Tina Dupuy is the former communications director for Congressman Alan Grayson, and has been a nationally syndicated op-ed columnist, freelance investigative journalist and comedian.

She freelances for Los Angeles Times, The Atlantic, Fast Company, LA Weekly, Newsday, Mother Jones, and Skeptic. Her weekly op-ed column is nationally syndicated through Daryl Cagle's website Cagle Cartoons. Dupuy's writing has also been published in books including a collection of short stories called What Was I Thinking? (St. Martin's Press, 2009) and the English textbook Exploring Language 13th Edition (Longman, 2011).

After The Tampa Tribune used an article of Dupuy's without paying for it in 2009, she created a YouTube video to shame the paper into paying $75 for the piece.

As a teenager, Dupuy was convinced that she was an alcoholic and joined Alcoholics Anonymous, and would eventually gain prominence for telling the story of her sobriety to AA audiences. Twenty years later, however, having drifted away from the organization, she began to question the interpretation she had been given of her life story, and decided the only way to know for sure whether she was an alcoholic was to have a drink and see what happened. She discussed the process that led to this conclusion in an interview for This American Life.

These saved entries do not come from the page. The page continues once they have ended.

use std::collections::HashMap;
use std::sync::Arc;
use std::time::{Duration, Instant};

use anyhow::{Context, Result};
use futures_util::StreamExt;
use parking_lot::Mutex;
use tokio_util::sync::CancellationToken;
use uuid::Uuid;

use super::demux::OutputBuffers;
use super::runtime::{ContainerRuntime, ContainerSpec, FrameStream};
use super::{EXIT_CODE_UNKNOWN, RunOutcome};
use crate::config::SandboxConfig;
use crate::job::ResourceLimits;
use crate::workspace::Workspace;
use crate::workspace::harness::{RESULTS_FILE, SHARED_MODULES_DIR};

/// Where the workspace is mounted inside the sandbox
pub const MOUNT_POINT: &str = "/workspace";

/// Working directory inside the sandbox
pub const WORK_DIR: &str = "/app";

/// How long a killed sandbox gets to report its exit status
const STOP_GRACE: Duration = Duration::from_secs(5);

/// How long the output reader may keep draining after the sandbox exits
const OUTPUT_DRAIN_GRACE: Duration = Duration::from_secs(2);

#[derive(Debug, Clone)]
pub struct SandboxSettings {
    pub image: String,
    pub user: Option<String>,
    pub pids_limit: i64,
    pub network_mode: String,
    pub max_output_bytes: usize,
}

impl From<&SandboxConfig> for SandboxSettings {
    fn from(config: &SandboxConfig) -> Self {
        Self {
            image: config.image.clone(),
            user: Some("node".to_string()),
            pids_limit: config.pids_limit,
            network_mode: config.network_mode.clone(),
            max_output_bytes: config.max_output_bytes,
        }
    }
}

/// Shell script executed inside the sandbox
///
/// The install step is only emitted when the candidate declared packages the
/// image does not already carry.
pub fn sandbox_script(install: bool) -> String {
    let mut script = vec![
        "set -e".to_string(),
        format!("cp -a {MOUNT_POINT}/. {WORK_DIR}/"),
        format!("mkdir -p {WORK_DIR}/node_modules"),
        format!("cp -a {SHARED_MODULES_DIR}/. {WORK_DIR}/node_modules/"),
    ];
    if install {
        script.push("npm install --no-audit --no-fund --loglevel=error".to_string());
    }
    script.extend([
        "set +e".to_string(),
        format!("npx jest --ci --json --outputFile={WORK_DIR}/{RESULTS_FILE}"),
        "status=$?".to_string(),
        format!(
            "if [ -f {WORK_DIR}/{RESULTS_FILE} ]; then cp {WORK_DIR}/{RESULTS_FILE} {MOUNT_POINT}/{RESULTS_FILE}; fi"
        ),
        "exit $status".to_string(),
    ]);
    script.join("\n")
}

/// Runs a workspace in a fresh sandbox under a wall-clock deadline
pub struct SandboxRunner {
    runtime: Arc<dyn ContainerRuntime>,
    settings: SandboxSettings,
}

impl SandboxRunner {
    pub fn new(runtime: Arc<dyn ContainerRuntime>, settings: SandboxSettings) -> Self {
        Self { runtime, settings }
    }

    pub fn container_spec(
        &self,
        job_id: Uuid,
        workspace: &Workspace,
        limits: &ResourceLimits,
    ) -> ContainerSpec {
        ContainerSpec {
            name: format!("exec-sandbox-{job_id}-{}", &Uuid::new_v4().simple().to_string()[..8]),
            image: self.settings.image.clone(),
            command: vec![
                "sh".to_string(),
                "-c".to_string(),
                sandbox_script(workspace.install_required()),
            ],
            workspace: workspace.path().to_path_buf(),
            mount_point: MOUNT_POINT.to_string(),
            working_dir: WORK_DIR.to_string(),
            user: self.settings.user.clone(),
            limits: *limits,
            pids_limit: self.settings.pids_limit,
            network_mode: self.settings.network_mode.clone(),
            labels: HashMap::from([("exec-sandbox.job".to_string(), job_id.to_string())]),
        }
    }

    /// Creates, runs and always removes one sandbox
    pub async fn run(
        &self,
        job_id: Uuid,
        workspace: &Workspace,
        limits: &ResourceLimits,
    ) -> Result<RunOutcome> {
        let spec = self.container_spec(job_id, workspace, limits);
        let id = self
            .runtime
            .create(&spec)
            .await
            .context("Failed to create sandbox")?;
        log::info!("Created sandbox {id} for job {job_id}");

        let outcome = self.supervise(&id, limits).await;
        self.remove_quietly(&id).await;
        outcome
    }

    async fn supervise(&self, id: &str, limits: &ResourceLimits) -> Result<RunOutcome> {
        let started = Instant::now();
        self.runtime
            .start(id)
            .await
            .context("Failed to start sandbox")?;

        let buffers = Arc::new(Mutex::new(OutputBuffers::new(self.settings.max_output_bytes)));
        let token = CancellationToken::new();
        let reader = match self.runtime.output(id).await {
            Ok(frames) => Some(tokio::spawn(pump_output(
                frames,
                Arc::clone(&buffers),
                token.clone(),
            ))),
            Err(e) => {
                log::warn!("No output stream for sandbox {id}, continuing without it: {e:#}");
                None
            }
        };

        let deadline = Duration::from_millis(limits.timeout_ms);
        let (exit_code, timed_out) = self.await_exit(id, deadline).await;
        let duration = started.elapsed();

        if let Some(mut reader) = reader
            && tokio::time::timeout(OUTPUT_DRAIN_GRACE, &mut reader).await.is_err()
        {
            log::debug!("Output of sandbox {id} still open after exit, cancelling reader");
            token.cancel();
            let _ = reader.await;
        }

        let (stdout, stderr) = buffers.lock().take();
        Ok(RunOutcome {
            exit_code,
            stdout,
            stderr,
            timed_out,
            duration,
        })
    }

    /// Races the sandbox's exit against the deadline
    async fn await_exit(&self, id: &str, deadline: Duration) -> (i64, bool) {
        let wait = self.runtime.wait(id);
        tokio::pin!(wait);

        tokio::select! {
            biased;

            status = &mut wait => (resolve_exit_code(id, status), false),

            _ = tokio::time::sleep(deadline) => {
                log::warn!("Sandbox {id} exceeded its {}ms deadline, stopping it", deadline.as_millis());
                self.force_stop(id).await;

                let exit_code = match tokio::time::timeout(STOP_GRACE, &mut wait).await {
                    Ok(status) => resolve_exit_code(id, status),
                    Err(_) => {
                        log::warn!("Sandbox {id} did not report an exit status after being stopped");
                        EXIT_CODE_UNKNOWN
                    }
                };
                (exit_code, true)
            }
        }
    }

    async fn force_stop(&self, id: &str) {
        match self.runtime.is_running(id).await {
            Ok(false) => {
                log::debug!("Sandbox {id} already exited, no stop needed");
                return;
            }
            Ok(true) => {}
            Err(e) => log::warn!("Failed to inspect sandbox {id}, stopping anyway: {e:#}"),
        }

        if let Err(e) = self.runtime.stop(id).await {
            log::warn!("Failed to stop sandbox {id}: {e:#}");
        }
    }

    async fn remove_quietly(&self, id: &str) {
        match self.runtime.remove(id).await {
            Ok(()) => log::debug!("Removed sandbox {id}"),
            Err(e) => log::warn!("Failed to remove sandbox {id}: {e:#}"),
        }
    }
}

fn resolve_exit_code(id: &str, status: Result<Option<i64>>) -> i64 {
    match status {
        Ok(Some(code)) => code,
        Ok(None) => EXIT_CODE_UNKNOWN,
        Err(e) => {
            log::warn!("Waiting on sandbox {id} failed: {e:#}");
            EXIT_CODE_UNKNOWN
        }
    }
}

async fn pump_output(
    mut frames: FrameStream,
    buffers: Arc<Mutex<OutputBuffers>>,
    token: CancellationToken,
) {
    loop {
        tokio::select! {
            _ = token.cancelled() => break,
            next = frames.next() => match next {
                Some(Ok(frame)) => buffers.lock().push(&frame),
                Some(Err(e)) => {
                    log::warn!("Sandbox output stream failed: {e}");
                    break;
                }
                None => break,
            },
        }
    }
}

Dupuy has spoken openly about being born into the cult The Children of God and subsequently being raised in foster care in California. She created the podcast Cultish, in which she interviewed former members of cults and discussed her uncle Rick Dupuy's public defection.

In late 2017, Dupuy validated seven other female accusers in an effort to demonstrate a pattern of an abuse of power by the sitting U.S. Senator Al Franken.

Dupuy lives in Manhattan.

In April 2023, Dupuy's neighbor, Broadway actress Sheila Sullivan, then 85 years old, was given eviction papers after living in the same apartment for 40 years. Dupuy saved Sullivan's home. The story was written about in the New York Times by Michael Wilson.

In February, 2025, Dupuy was awarded the PEN America/Jean Stein Grant for Literary Oral History for her documentation of Sheila Sullivan’s life.